夫婦ですが何か?Ⅱ





Side 千麻



疲れた。


心底疲れた。


そんな心情で深く息を吐くと痛い程理解している拓篤が気を遣うように隣から覗き込む。



「あ、あの・・・ごめんね?つい我を忘れて・・・千麻を忘れて動き回って・・・」


「ううん、いいの。・・・・知っていた筈なのに忘れていた私の不備だから」


「う、うわぁん・・・千麻ごめん~」



すっかり忘れていた過去の彼の取り扱い方法。


彼との買い物は色々と注意すべきことが多いのだとすっかり忘れ、うっかり久々のそのペースに振り回されて現状疲労に満ちての帰路。


彼の腕の中には当初予定の限定フィギュアの箱が数個、その手首には予定外の本やらゲームやらDVDやら。

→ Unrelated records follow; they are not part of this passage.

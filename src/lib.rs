// Core layer - configuration, errors, text helpers
pub mod core;

// API layer - backend client and wire models
pub mod api;

// Features layer - auth, setup wizard, debate room
pub mod features;

// Re-export core config for convenience
pub use core::Config;

// Re-export feature items
pub use features::{
    // Auth
    AuthError, LoginForm,
    // Debate room
    DebateSession, SessionConfig, SessionDriver, SessionView, UserAction,
    // Setup
    SetupError, SetupWizard,
};

// Re-export API items
pub use api::{CatalogApi, DebateApi, HttpDebateApi};
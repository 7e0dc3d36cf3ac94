//! # Debate API Client
//!
//! `reqwest`-backed client for the debate backend plus the two ports the
//! features talk through: [`DebateApi`] for the debate room and
//! [`CatalogApi`] for the setup wizard.

use async_trait::async_trait;
use log::debug;
use reqwest::cookie::{CookieStore, Jar};
use reqwest::{Client, RequestBuilder, Url};
use serde::de::DeserializeOwned;
use std::sync::Arc;

use crate::api::models::{
    AiResponse, AiResponseRequest, AuthResponse, AuthStatus, Category, CreateDebateRequest, Dashboard,
    Debate, DebateAction, HistoryEntry, LoginRequest, Message, PostMessage, RegisterRequest, Sender, Topic,
};
use crate::core::{ApiError, Config};

/// Header carrying the CSRF token on mutating calls
pub const CSRF_HEADER: &str = "X-CSRFToken";
/// Cookie the backend rotates its CSRF token through
pub const CSRF_COOKIE: &str = "csrftoken";

/// Calls the debate room needs
#[async_trait]
pub trait DebateApi: Send + Sync {
    /// `PATCH /api/debates/{id}/` with `{action, winner?}`
    async fn update_debate(&self, debate_id: u64, action: DebateAction) -> Result<Debate, ApiError>;

    /// `POST /api/debates/{id}/messages/`
    async fn post_message(&self, debate_id: u64, content: &str, sender: Sender) -> Result<(), ApiError>;

    /// `POST /api/debates/{id}/ai-response/`
    async fn request_ai_response(&self, debate_id: u64, user_message: &str) -> Result<Message, ApiError>;
}

/// Calls the setup wizard needs
#[async_trait]
pub trait CatalogApi: Send + Sync {
    async fn list_categories(&self) -> Result<Vec<Category>, ApiError>;

    async fn list_topics(&self, category_id: u64) -> Result<Vec<Topic>, ApiError>;

    async fn create_debate(&self, request: &CreateDebateRequest) -> Result<Debate, ApiError>;
}

/// HTTP implementation of both ports, plus auth and history calls
#[derive(Clone)]
pub struct HttpDebateApi {
    client: Client,
    base_url: String,
    /// Fallback when the jar holds no `csrftoken` cookie
    csrf_token: Option<String>,
    jar: Option<Arc<Jar>>,
}

impl HttpDebateApi {
    pub fn new(config: &Config) -> Result<Self, ApiError> {
        let jar = Arc::new(Jar::default());
        let client = Client::builder()
            .timeout(config.http_timeout)
            .cookie_provider(Arc::clone(&jar))
            .user_agent(concat!("debato/", env!("CARGO_PKG_VERSION")))
            .build()?;

        let mut api = Self::with_client(client, &config.api_url, config.csrf_token.clone());
        api.jar = Some(jar);
        Ok(api)
    }

    /// Wrap a prebuilt client. No cookie jar is inspected, so only the
    /// static token is sent.
    pub fn with_client(client: Client, base_url: &str, csrf_token: Option<String>) -> Self {
        HttpDebateApi {
            client,
            base_url: base_url.trim_end_matches('/').to_string(),
            csrf_token,
            jar: None,
        }
    }

    fn url(&self, path: &str) -> String {
        format!("{}{}", self.base_url, path)
    }

    /// Current CSRF token: the `csrftoken` cookie if the backend set one,
    /// otherwise the configured token
    fn csrf_token(&self) -> Option<String> {
        let from_cookie = self.jar.as_ref().and_then(|jar| {
            let url = Url::parse(&self.base_url).ok()?;
            let header = jar.cookies(&url)?;
            let cookies = header.to_str().ok()?;
            cookies.split(';').find_map(|pair| {
                let (name, value) = pair.trim().split_once('=')?;
                (name == CSRF_COOKIE).then(|| value.to_string())
            })
        });
        from_cookie.or_else(|| self.csrf_token.clone())
    }

    /// Attach the CSRF header to a mutating request
    fn mutating(&self, request: RequestBuilder) -> RequestBuilder {
        match self.csrf_token() {
            Some(token) => request.header(CSRF_HEADER, token),
            None => request,
        }
    }

    async fn send(request: RequestBuilder) -> Result<reqwest::Response, ApiError> {
        let response = request.send().await?;
        let status = response.status();
        if !status.is_success() {
            let body = response.text().await.unwrap_or_default();
            debug!("Backend returned HTTP {}: {}", status, body);
            return Err(ApiError::Status { status, body });
        }
        Ok(response)
    }

    async fn send_json<T: DeserializeOwned>(request: RequestBuilder) -> Result<T, ApiError> {
        let response = Self::send(request).await?;
        response
            .json::<T>()
            .await
            .map_err(|e| ApiError::Decode(e.to_string()))
    }

    // ------------------------------------------------------------------
    // Auth
    // ------------------------------------------------------------------

    pub async fn login(&self, username: &str, password: &str) -> Result<AuthResponse, ApiError> {
        let request = self
            .client
            .post(self.url("/api/auth/login/"))
            .json(&LoginRequest { username, password });
        Self::send_json(self.mutating(request)).await
    }

    pub async fn register(&self, form: &RegisterRequest) -> Result<AuthResponse, ApiError> {
        let request = self.client.post(self.url("/api/auth/register/")).json(form);
        Self::send_json(self.mutating(request)).await
    }

    pub async fn logout(&self) -> Result<(), ApiError> {
        let request = self.client.post(self.url("/api/auth/logout/"));
        Self::send(self.mutating(request)).await.map(|_| ())
    }

    pub async fn auth_status(&self) -> Result<AuthStatus, ApiError> {
        Self::send_json(self.client.get(self.url("/api/auth/status/"))).await
    }

    // ------------------------------------------------------------------
    // Debates
    // ------------------------------------------------------------------

    pub async fn get_debate(&self, debate_id: u64) -> Result<Debate, ApiError> {
        Self::send_json(self.client.get(self.url(&format!("/api/debates/{debate_id}/")))).await
    }

    pub async fn history(&self) -> Result<Vec<HistoryEntry>, ApiError> {
        Self::send_json(self.client.get(self.url("/api/debates/history/"))).await
    }

    /// Scoreboard for signed-in users, trial state for guests
    pub async fn dashboard(&self) -> Result<Dashboard, ApiError> {
        Self::send_json(self.client.get(self.url("/api/dashboard/"))).await
    }
}

#[async_trait]
impl DebateApi for HttpDebateApi {
    async fn update_debate(&self, debate_id: u64, action: DebateAction) -> Result<Debate, ApiError> {
        debug!("PATCH debate {} with {:?}", debate_id, action);
        let request = self
            .client
            .patch(self.url(&format!("/api/debates/{debate_id}/")))
            .json(&action);
        Self::send_json(self.mutating(request)).await
    }

    async fn post_message(&self, debate_id: u64, content: &str, sender: Sender) -> Result<(), ApiError> {
        let request = self
            .client
            .post(self.url(&format!("/api/debates/{debate_id}/messages/")))
            .json(&PostMessage { content, sender });
        Self::send(self.mutating(request)).await.map(|_| ())
    }

    async fn request_ai_response(&self, debate_id: u64, user_message: &str) -> Result<Message, ApiError> {
        let request = self
            .client
            .post(self.url(&format!("/api/debates/{debate_id}/ai-response/")))
            .json(&AiResponseRequest { user_message });
        let reply: AiResponse = Self::send_json(self.mutating(request)).await?;
        Ok(reply.message)
    }
}

#[async_trait]
impl CatalogApi for HttpDebateApi {
    async fn list_categories(&self) -> Result<Vec<Category>, ApiError> {
        Self::send_json(self.client.get(self.url("/api/categories/"))).await
    }

    async fn list_topics(&self, category_id: u64) -> Result<Vec<Topic>, ApiError> {
        let request = self
            .client
            .get(self.url("/api/topics/"))
            .query(&[("category", category_id)]);
        Self::send_json(request).await
    }

    async fn create_debate(&self, request: &CreateDebateRequest) -> Result<Debate, ApiError> {
        let builder = self.client.post(self.url("/api/debates/create/")).json(request);
        Self::send_json(self.mutating(builder)).await
    }
}
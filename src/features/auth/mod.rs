//! # Auth Feature
//!
//! Login, registration and logout against the debate backend.
//!
//! - **Version**: 1.0.0
//! - **Since**: 1.0.0
//! - **Toggleable**: false

pub mod forms;

pub use forms::{
    format_login_errors, format_register_errors, submit_login, submit_logout, submit_register,
    AuthError, LoginForm, UNEXPECTED_ERROR_TEXT,
};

持ち切れなかった袋はしっかり私の両手首にかかっているという現実。


そんな私の背中ではぐっすりと眠る愛娘の体重もかかっているのだ。



「翠姫ちゃん寝ちゃってるね・・・」


「まぁ・・・何時間も連れまわされた疲労でしょ」


「す、すみません」


「知ってた?私達お昼も食べてないのにすでに3時近くだって、」


「えっ?あっ・・・・・・・・・・お腹空いた・・・」


「今頃・・・」


「いやぁ、夢中になりすぎてて食事の概念忘れてたよ」



あはは、と眉尻下げての笑みに脱力。


この人は放っておいたら何日も食事しないんじゃないかと不安にもなる。


よく今日までまともに生きてきた物だと若干の呆れを感じながら、そんな生活を打破するような提案を口にした。


「早く理解ある彼女作って結婚したら?」


「ああ~・・・うん、」


「モテないわけじゃないでしょう?」


「まぁ・・・でも、僕につきあいきれたのは千麻だけだったっていうか・・・」


「残念だけど私はもう人妻ですから」


「し、知ってるよぉ。茜君と・・・・仲・・いいし?」


「さりげなく首見るのやめてくれない?」


「ご、ごめん・・・」



『仲がいい』でチラリと走った視線を見逃すはずもなく、淡々と指摘すれば見ていた事を否定するでもなく馬鹿正直に謝って首を180度逆に振り切った彼。


そんな姿に小さく笑い歩みを進めればようやく視界に捉えはじめた自宅のマンション。


やっとその身に休息を与えられると安堵した瞬間、不意に視界に捉えた姿に意識が移った。